Photoelectrochemical oxidation of 2-mercaptoethanol at the surface of octacyanophthalocyanine thin film electrodes

Thin films of octacyanophthalocyanine metal complexes (1) on ITO substrates have been studied in photoelectrochemical experiments in comparison with tetrapyridotetraazaporphyrinatozinc (2), tetrapyrazinotetraazaporphyrinatozinc (3) and unsubstituted phthalocyaninatozinc (4) in contact with aqueous redox electrolytes containing 2-mercaptoethanol or hydroquinone.
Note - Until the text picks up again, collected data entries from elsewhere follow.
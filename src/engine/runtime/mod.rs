//! ### English
//! Producer-side orchestration (public API).
//!
//! `StereoBridge` is driven by the interception layer from the producer thread. It owns the
//! capture controller, creates the ring on the first presented frame boundary, and spawns and
//! owns the display thread.
//!
//! ### 中文
//! 生产者侧编排（对外公开 API）。
//!
//! `StereoBridge` 由拦截层在生产者线程驱动。它持有捕获控制器，在首个被呈现的帧边界创建环，
//! 并启动、持有显示线程。

mod hooks;
mod session;
mod teardown;

use std::sync::Arc;
use std::thread;
use std::time::Duration;

use crossbeam_channel as channel;

use crate::engine::capture::CaptureController;
use crate::engine::display::{DisplayBackend, DisplayEvent, EventSink, SourceWindow};
use crate::engine::frame::{SessionState, SharedSurfaceSet};
use crate::engine::producer::{PresentedTargets, ProducerDevice};
use crate::engine::settings::BridgeSettings;
use crate::engine::stats::{FrameStats, StatsSnapshot};
use crate::engine::sync::FrameDoneSignal;

/// ### English
/// Frame hand-off engine between a producer device and a display thread.
///
/// ### 中文
/// 生产者设备与显示线程之间的帧交接引擎。
pub struct StereoBridge<P: ProducerDevice, B: DisplayBackend> {
    device: P,
    /// ### English
    /// Display platform layer; moved onto the display thread when it starts.
    ///
    /// ### 中文
    /// 显示平台层；显示线程启动时被移入该线程。
    backend: Option<B>,
    settings: BridgeSettings,
    ring: Arc<SharedSurfaceSet>,
    stats: Arc<FrameStats>,
    signal: Arc<FrameDoneSignal>,
    capture: CaptureController,
    presented: PresentedTargets,
    events: EventSink,
    /// ### English
    /// Receiving half of the display event channel until the display thread takes it.
    ///
    /// ### 中文
    /// 显示事件通道的接收端，直到被显示线程取走。
    events_rx: Option<channel::Receiver<DisplayEvent>>,
    display: Option<thread::JoinHandle<()>>,
    source: Option<Arc<dyn SourceWindow>>,
    /// ### English
    /// Producer surfaces exist and have not been released yet.
    ///
    /// ### 中文
    /// 生产者表面已创建且尚未释放。
    initialised: bool,
    /// ### English
    /// A slot was handed off at the current present boundary.
    ///
    /// ### 中文
    /// 当前呈现边界已交出一个槽位。
    handed_off: bool,
}

impl<P: ProducerDevice, B: DisplayBackend> StereoBridge<P, B> {
    /// ### English
    /// Creates an idle bridge. Nothing is allocated until the first presented frame boundary.
    ///
    /// #### Parameters
    /// - `device`: The producer device the host renders with.
    /// - `backend`: Display platform layer.
    /// - `settings`: Effective settings (file plus flag overrides).
    ///
    /// ### 中文
    /// 创建空闲状态的桥接器；首个被呈现的帧边界之前不分配任何资源。
    ///
    /// #### 参数
    /// - `device`：宿主用于渲染的生产者设备。
    /// - `backend`：显示平台层。
    /// - `settings`：生效的设置（配置文件加标志覆盖）。
    pub fn new(device: P, backend: B, settings: BridgeSettings) -> Self {
        let ring = Arc::new(SharedSurfaceSet::new(settings.slot_count));
        let stats = Arc::new(FrameStats::new());
        let (events, events_rx) = EventSink::channel();
        Self {
            capture: CaptureController::new(ring.clone(), stats.clone()),
            device,
            backend: Some(backend),
            settings,
            ring,
            stats,
            signal: Arc::new(FrameDoneSignal::new()),
            presented: PresentedTargets::new(),
            events,
            events_rx: Some(events_rx),
            display: None,
            source: None,
            initialised: false,
            handed_off: false,
        }
    }

    #[inline]
    pub fn session(&self) -> SessionState {
        self.ring.session()
    }

    #[inline]
    pub fn settings(&self) -> &BridgeSettings {
        &self.settings
    }

    #[inline]
    pub fn stereo_enabled(&self) -> bool {
        self.ring.stereo_enabled()
    }

    /// ### English
    /// Current diagnostic counters.
    ///
    /// ### 中文
    /// 当前的诊断计数。
    pub fn stats(&self) -> StatsSnapshot {
        self.stats.snapshot()
    }

    #[inline]
    fn display_timeout(&self) -> Duration {
        Duration::from_millis(self.settings.display_timeout_ms)
    }
}

#[cfg(test)]
mod tests;
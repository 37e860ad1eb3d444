//! ### English
//! C ABI bindings for the bridge lifecycle and the producer hooks.
//!
//! ### 中文
//! 桥接生命周期与生产者钩子的 C ABI 绑定。

use std::ffi::c_char;

use tracing::{error, info};

use super::display::FfiDisplayBackend;
use super::producer::FfiProducer;
use super::{
    StereoBridgeDisplayApi, StereoBridgeHandle, StereoBridgeProducerApi, StereoBridgeStats,
    StereoBridgeViewport,
};
use crate::engine::StereoBridge;
use crate::engine::logging;
use crate::engine::settings::BridgeSettings;
use crate::engine::stereo::Viewport;

#[unsafe(no_mangle)]
/// ### English
/// Creates a bridge for one producer device.
///
/// `settings_path` is an optional NUL-terminated UTF-8 path to a TOML settings file. NULL, an
/// empty string, or a missing file means "defaults". `flags` is a bitmask of
/// `STEREO_BRIDGE_FLAG_*` applied on top of the file.
///
/// Returns NULL if either table is NULL, has a zero entry, or the producer has no native device.
/// Nothing is created until the first presented frame.
///
/// ### 中文
/// 为一个生产者设备创建桥接。
///
/// `settings_path` 为可选的 NUL 结尾 UTF-8 TOML 设置文件路径；NULL、空字符串或文件不存在
/// 表示使用默认值。`flags` 为 `STEREO_BRIDGE_FLAG_*` 位掩码，覆盖在文件设置之上。
///
/// 任一函数表为 NULL、存在为 0 的表项，或生产者没有原生设备时返回 NULL。
/// 在第一次呈现帧之前不会创建任何资源。
pub unsafe extern "C" fn stereo_bridge_create(
    producer_api: *const StereoBridgeProducerApi,
    display_api: *const StereoBridgeDisplayApi,
    settings_path: *const c_char,
    flags: u32,
) -> *mut StereoBridgeHandle {
    if producer_api.is_null() || display_api.is_null() {
        return std::ptr::null_mut();
    }

    let (settings, load_error) = match unsafe { super::cstr_to_path(settings_path) } {
        Some(path) => match BridgeSettings::load(&path) {
            Ok(settings) => (settings, None),
            Err(err) => (BridgeSettings::default(), Some((path, err))),
        },
        None => (BridgeSettings::default(), None),
    };
    let settings = settings.with_flags(flags);
    logging::init(&settings.log_level);
    if let Some((path, err)) = load_error {
        error!(path = %path.display(), %err, "settings file rejected, using defaults");
    }

    let producer = match FfiProducer::new(unsafe { *producer_api }) {
        Ok(producer) => producer,
        Err(err) => {
            error!(%err, "producer table rejected");
            return std::ptr::null_mut();
        }
    };
    let dx_device = producer.native_device();
    let backend = match FfiDisplayBackend::new(unsafe { *display_api }, dx_device) {
        Ok(backend) => backend,
        Err(err) => {
            error!(%err, "display table rejected");
            return std::ptr::null_mut();
        }
    };

    info!(?settings, "stereo bridge created");
    let bridge = StereoBridge::new(producer, backend, settings);
    Box::into_raw(Box::new(StereoBridgeHandle { bridge }))
}

#[unsafe(no_mangle)]
/// ### English
/// Destroys a bridge created by `stereo_bridge_create`, stopping the display thread and releasing
/// the producer surfaces. Call from the producer thread while the device is still alive.
///
/// ### 中文
/// 销毁由 `stereo_bridge_create` 创建的桥接：停止显示线程并释放生产者表面。
/// 须在生产者线程、且设备仍存活时调用。
pub unsafe extern "C" fn stereo_bridge_destroy(handle: *mut StereoBridgeHandle) {
    if handle.is_null() {
        return;
    }
    unsafe {
        drop(Box::from_raw(handle));
    }
}

#[unsafe(no_mangle)]
/// ### English
/// Hook called before the producer clears its output target (pre-`Clear`).
///
/// ### 中文
/// 生产者清除输出目标之前调用的钩子（`Clear` 之前）。
pub unsafe extern "C" fn stereo_bridge_on_frame_begin(handle: *mut StereoBridgeHandle) {
    let Some(handle) = (unsafe { handle.as_mut() }) else {
        return;
    };
    handle.bridge.on_frame_boundary_begin();
}

#[unsafe(no_mangle)]
/// ### English
/// Hook called once per frame before the producer presents (pre-`Present`).
///
/// ### 中文
/// 每帧在生产者呈现之前调用一次的钩子（`Present` 之前）。
pub unsafe extern "C" fn stereo_bridge_on_frame_end(handle: *mut StereoBridgeHandle) {
    let Some(handle) = (unsafe { handle.as_mut() }) else {
        return;
    };
    handle.bridge.on_frame_boundary_end();
}

#[unsafe(no_mangle)]
/// ### English
/// Hook called after the producer presents. Blocks until the display side has shown the frame or
/// the configured timeout expires. Returns whether the frame was shown in time.
///
/// ### 中文
/// 生产者呈现之后调用的钩子。阻塞直到显示侧已显示该帧或超时；返回是否按时显示。
pub unsafe extern "C" fn stereo_bridge_on_frame_presented(handle: *mut StereoBridgeHandle) -> bool {
    let Some(handle) = (unsafe { handle.as_mut() }) else {
        return false;
    };
    handle.bridge.on_frame_presented()
}

#[unsafe(no_mangle)]
/// ### English
/// Hook for the producer's viewport change. Returns `true` when the host should forward the call
/// to the device; currently always `true`, including for NULL arguments.
///
/// ### 中文
/// 生产者视口变化时的钩子。返回 `true` 表示宿主应将调用转发给设备；
/// 目前总是返回 `true`，参数为 NULL 时亦然。
pub unsafe extern "C" fn stereo_bridge_on_viewport(
    handle: *mut StereoBridgeHandle,
    viewport: *const StereoBridgeViewport,
) -> bool {
    let (Some(handle), Some(viewport)) = (unsafe { handle.as_mut() }, unsafe { viewport.as_ref() })
    else {
        return true;
    };
    handle.bridge.on_viewport_change(&Viewport::from(*viewport))
}

#[unsafe(no_mangle)]
/// ### English
/// Copies the diagnostic counters into `out`. Returns `false` for NULL arguments.
///
/// ### 中文
/// 将诊断计数拷贝到 `out`；参数为 NULL 时返回 `false`。
pub unsafe extern "C" fn stereo_bridge_stats(
    handle: *const StereoBridgeHandle,
    out: *mut StereoBridgeStats,
) -> bool {
    let Some(handle) = (unsafe { handle.as_ref() }) else {
        return false;
    };
    if out.is_null() {
        return false;
    }
    unsafe { out.write(StereoBridgeStats::from(handle.bridge.stats())) };
    true
}

#[unsafe(no_mangle)]
/// ### English
/// Returns whether the current session is in stereo mode.
///
/// ### 中文
/// 返回当前会话是否处于立体模式。
pub unsafe extern "C" fn stereo_bridge_stereo_enabled(handle: *const StereoBridgeHandle) -> bool {
    unsafe { handle.as_ref() }.is_some_and(|handle| handle.bridge.stereo_enabled())
}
At electrodes of the zinc(II) complex la and at electrodes of 2 and 3 the current under illumination exceeds that in the dark by a factor of up to five, whereas no significant photocurrent is observed at electrodes of 4. The relative concentrations of electrons in the LUMO (CB) and defect-electrons in the HOMO (VB) are influenced by a changing electron density within the inner ring pi-system, leading to the observed differences in the semiconducting properties. Electrodes of la were investigated in further detail. In spite of the presence of thiyl-radicals the electrodes performed at a high stability. The thiolate anion is found to be the electroactive species. The dependence of the photocurrent on the reactant concentration could be attributed to an adsorption step. A model including charging and discharging processes of these surface states is presented for the analysis of photocurrent transients as obtained by a chopped light beam.